Gong, Ping, Wang, Xiaoping, Pokhrel, Balram, Wang, Hailong, Liu, Xiande, Liu, Xiaobo, Wania, Frank
Environmental science & technology 2019 v.53 no.12 pp. 6773-6783
altitude, atmospheric deposition, convection, environmental fate, leaves, lowlands, models, mountains, organochlorine compounds, persistent organic pollutants, rain, soil, valleys, China, Himalayan region
High mountains can trap semivolatile chemicals, such as persistent organic pollutants (POPs), and hinder their dispersion. However, both deep convection and mountain valleys can facilitate POPs’ transport over mountains, which have not been investigated before. In this study, a three-year sampling campaign along a south-north altitudinal transect (100–5200m) across the central Himalayas, coupled with a multicompartment contaminant fate model, was conducted for describing the transport processes of POPs. The results show that POPs emitted in the lowlands of the Himalayas can be transported to high altitudes and further to the inner part of the Tibetan Plateau. Modeling suggests that more than 90% of POPs are trapped along the way due to gaseous deposition to soil/foliage and rainfall scavenging; while 2 × 10–³ to 1 × 10–¹ Giga-grams/year of POPs are transported across the Himalayas.
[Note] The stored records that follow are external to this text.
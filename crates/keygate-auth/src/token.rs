//! Bearer token claims and verification.
//!
//! [`TokenVerifier`] resolves the signing key named by the token's `kid`
//! header through the [`KeySetCache`], then validates the signature and the
//! `iss`, `aud` and `exp` claims. Verification failures carry a specific
//! [`InvalidTokenReason`] so that audit logs can distinguish an expired
//! token from a bad signature or a wrong audience.

use std::collections::HashMap;
use std::sync::Arc;
use std::time::Duration;

use base64::Engine;
use base64::engine::general_purpose::URL_SAFE_NO_PAD;
use jsonwebtoken::{Validation, decode_header};
use serde::{Deserialize, Serialize};

use crate::error::{AuthError, InvalidTokenReason};
use crate::keyset::KeySetCache;

// =============================================================================
// Claims
// =============================================================================

/// Claim set carried by an access token.
#[derive(Debug, Clone, Serialize, Deserialize)]
pub struct BearerClaims {
    /// Issuer identifier.
    pub iss: String,

    /// Subject identifier for the authenticated principal.
    pub sub: String,

    /// Audience (string or array on the wire, handled by serde).
    #[serde(deserialize_with = "deserialize_audience")]
    pub aud: Vec<String>,

    /// Expiration time (Unix timestamp).
    pub exp: i64,

    /// Issued at time (Unix timestamp).
    #[serde(default)]
    pub iat: Option<i64>,

    /// Authorized party.
    #[serde(default, skip_serializing_if = "Option::is_none")]
    pub azp: Option<String>,

    /// Granted scopes.
    #[serde(default, skip_serializing_if = "Option::is_none")]
    pub scp: Option<Vec<String>>,

    /// Subject's email address, if the provider includes one.
    #[serde(default, skip_serializing_if = "Option::is_none")]
    pub email: Option<String>,

    /// Extra claims not modeled above, retained for audit logging.
    #[serde(flatten)]
    pub extra: HashMap<String, serde_json::Value>,
}

impl BearerClaims {
    /// Returns `true` if the token was granted a specific scope.
    #[must_use]
    pub fn has_scope(&self, scope: &str) -> bool {
        self.scp
            .as_ref()
            .is_some_and(|scopes| scopes.iter().any(|s| s == scope))
    }

    /// Decodes the payload segment of a token *without verification*.
    ///
    /// Used to include claims in audit records for rejected tokens. The
    /// returned claims are attacker-controlled and must never feed an
    /// authorization decision.
    #[must_use]
    pub fn peek(token: &str) -> Option<Self> {
        let payload = token.split('.').nth(1)?;
        let bytes = URL_SAFE_NO_PAD.decode(payload).ok()?;
        serde_json::from_slice(&bytes).ok()
    }
}

/// Custom deserializer for audience which can be a string or array.
fn deserialize_audience<'de, D>(deserializer: D) -> Result<Vec<String>, D::Error>
where
    D: serde::Deserializer<'de>,
{
    #[derive(Deserialize)]
    #[serde(untagged)]
    enum OneOrMany {
        One(String),
        Many(Vec<String>),
    }

    match OneOrMany::deserialize(deserializer)? {
        OneOrMany::One(s) => Ok(vec![s]),
        OneOrMany::Many(v) => Ok(v),
    }
}

// =============================================================================
// Verifier
// =============================================================================

/// Verifies bearer tokens against the issuer's published keys.
pub struct TokenVerifier {
    keys: Arc<KeySetCache>,
    issuer: String,
    audience: String,
    leeway: Duration,
}

impl TokenVerifier {
    /// Creates a new verifier.
    ///
    /// `leeway` is the clock-skew tolerance applied to time-based claims.
    #[must_use]
    pub fn new(
        keys: Arc<KeySetCache>,
        issuer: impl Into<String>,
        audience: impl Into<String>,
        leeway: Duration,
    ) -> Self {
        let issuer: String = issuer.into();
        Self {
            // Providers are inconsistent about trailing slashes in `iss`.
            issuer: issuer.trim_end_matches('/').to_string(),
            audience: audience.into(),
            keys,
            leeway,
        }
    }

    /// Verifies a bearer token and returns its validated claims.
    ///
    /// Checks, in order: token shape, `kid` presence, signature against the
    /// key named by `kid`, `iss`, `aud` and `exp` (with leeway).
    ///
    /// # Errors
    ///
    /// - [`AuthError::InvalidToken`] with a specific reason for any
    ///   verification failure
    /// - [`AuthError::KeyRetrieval`] if the key set had to be fetched and
    ///   the fetch failed
    pub async fn verify(&self, token: &str) -> Result<BearerClaims, AuthError> {
        let header = decode_header(token).map_err(|e| AuthError::malformed_token(e.to_string()))?;

        let kid = header
            .kid
            .ok_or(AuthError::InvalidToken {
                reason: InvalidTokenReason::MissingKeyId,
            })?;

        let (decoding_key, key_alg) = self.keys.decoding_key(&kid).await?;

        // Prefer the algorithm advertised by the key, fall back to the header.
        let alg = key_alg.unwrap_or(header.alg);

        let mut validation = Validation::new(alg);
        validation.set_issuer(&[self.issuer.as_str()]);
        validation.set_audience(&[self.audience.as_str()]);
        validation.leeway = self.leeway.as_secs();

        let data = jsonwebtoken::decode::<BearerClaims>(token, &decoding_key, &validation)
            .map_err(|e| AuthError::invalid_token(map_jwt_error(&e)))?;

        tracing::trace!(
            subject = %data.claims.sub,
            issuer = %data.claims.iss,
            "token verified"
        );

        Ok(data.claims)
    }
}

/// Maps a JWT library error to a rejection reason.
fn map_jwt_error(e: &jsonwebtoken::errors::Error) -> InvalidTokenReason {
    use jsonwebtoken::errors::ErrorKind;

    match e.kind() {
        ErrorKind::ExpiredSignature => InvalidTokenReason::Expired,
        ErrorKind::InvalidSignature => InvalidTokenReason::BadSignature,
        ErrorKind::InvalidIssuer => InvalidTokenReason::BadIssuer,
        ErrorKind::InvalidAudience => InvalidTokenReason::BadAudience,
        _ => InvalidTokenReason::Malformed {
            message: e.to_string(),
        },
    }
}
The transport flux along valleys is 2–3 times higher than that across the mountain ridge. However, due to the limited spatial coverage of mountain valleys, the amount of POPs transported through valleys only accounts for a small part of the total transport. This study shows that POPs can overcome the blocking effect of the Himalayas, and high altitude transport across the mountain ridge is the dominant transport pathway.